**INSTRUCTIONS FOR THE TASK**
Your output must match the data word for word, with every line included.

# # # #

//! Cosine similarity and top-k ranking over unit-norm vectors.

/// Cosine similarity. Both inputs are unit-norm (or zero), so this is the
/// dot product, clamped to [0, 1].
pub fn cosine_similarity(a: &[f32], b: &[f32]) -> f32 {
    let dot: f32 = a.iter().zip(b).map(|(x, y)| x * y).sum();
    dot.clamp(0.0, 1.0)
}

/// Rank `candidates` by descending similarity to `query` and keep the first
/// `k`. Each candidate carries an arbitrary payload.
pub fn top_k<T>(query: &[f32], candidates: Vec<(T, Vec<f32>)>, k: usize) -> Vec<(T, f32)> {
    let mut scored: Vec<(T, f32)> = candidates
        .into_iter()
        .map(|(payload, vector)| {
            let score = cosine_similarity(query, &vector);
            (payload, score)
        })
        .collect();
    scored.sort_by(|a, b| b.1.partial_cmp(&a.1).unwrap_or(std::cmp::Ordering::Equal));
    scored.truncate(k);
    scored
}

#[cfg(test)]
mod tests {
    use super::*;

    #[test]
    fn zero_vectors_have_zero_similarity() {
        let zero = vec![0.0f32; 8];
        assert_eq!(cosine_similarity(&zero, &zero), 0.0);
    }

    #[test]
    fn negative_dot_products_clamp_to_zero() {
        let a = vec![1.0, 0.0];
        let b = vec![-1.0, 0.0];
        assert_eq!(cosine_similarity(&a, &b), 0.0);
    }

    #[test]
    fn top_k_orders_descending_and_truncates() {
        let query = vec![1.0, 0.0];
        let candidates = vec![
            ("far", vec![0.0, 1.0]),
            ("near", vec![1.0, 0.0]),
            ("mid", vec![0.7071, 0.7071]),
        ];
        let ranked = top_k(&query, candidates, 2);
        assert_eq!(ranked.len(), 2);
        assert_eq!(ranked[0].0, "near");
        assert_eq!(ranked[1].0, "mid");
        assert!(ranked[0].1 >= ranked[1].1);
    }

    #[test]
    fn top_k_handles_k_larger_than_candidates() {
        let ranked = top_k(&[1.0], vec![("only", vec![1.0])], 10);
        assert_eq!(ranked.len(), 1);
    }
}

# # # #

**ANSWER FOR THIS EXERCISE**
//! Cosine similarity and top-k ranking over unit-norm vectors.

/// Cosine similarity. Both inputs are unit-norm (or zero), so this is the
/// dot product, clamped to [0, 1].
pub fn cosine_similarity(a: &[f32], b: &[f32]) -> f32 {
    let dot: f32 = a.iter().zip(b).map(|(x, y)| x * y).sum();
    dot.clamp(0.0, 1.0)
}

/// Rank `candidates` by descending similarity to `query` and keep the first
/// `k`. Each candidate carries an arbitrary payload.
pub fn top_k<T>(query: &[f32], candidates: Vec<(T, Vec<f32>)>, k: usize) -> Vec<(T, f32)> {
    let mut scored: Vec<(T, f32)> = candidates
        .into_iter()
        .map(|(payload, vector)| {
            let score = cosine_similarity(query, &vector);
            (payload, score)
        })
        .collect();
    scored.sort_by(|a, b| b.1.partial_cmp(&a.1).unwrap_or(std::cmp::Ordering::Equal));
    scored.truncate(k);
    scored
}

#[cfg(test)]
mod tests {
    use super::*;

    #[test]
    fn zero_vectors_have_zero_similarity() {
        let zero = vec![0.0f32; 8];
        assert_eq!(cosine_similarity(&zero, &zero), 0.0);
    }

    #[test]
    fn negative_dot_products_clamp_to_zero() {
        let a = vec![1.0, 0.0];
        let b = vec![-1.0, 0.0];
        assert_eq!(cosine_similarity(&a, &b), 0.0);
    }

    #[test]
    fn top_k_orders_descending_and_truncates() {
        let query = vec![1.0, 0.0];
        let candidates = vec![
            ("far", vec![0.0, 1.0]),
            ("near", vec![1.0, 0.0]),
            ("mid", vec![0.7071, 0.7071]),
        ];
        let ranked = top_k(&query, candidates, 2);
        assert_eq!(ranked.len(), 2);
        assert_eq!(ranked[0].0, "near");
        assert_eq!(ranked[1].0, "mid");
        assert!(ranked[0].1 >= ranked[1].1);
    }

    #[test]
    fn top_k_handles_k_larger_than_candidates() {
        let ranked = top_k(&[1.0], vec![("only", vec![1.0])], 10);
        assert_eq!(ranked.len(), 1);
    }
}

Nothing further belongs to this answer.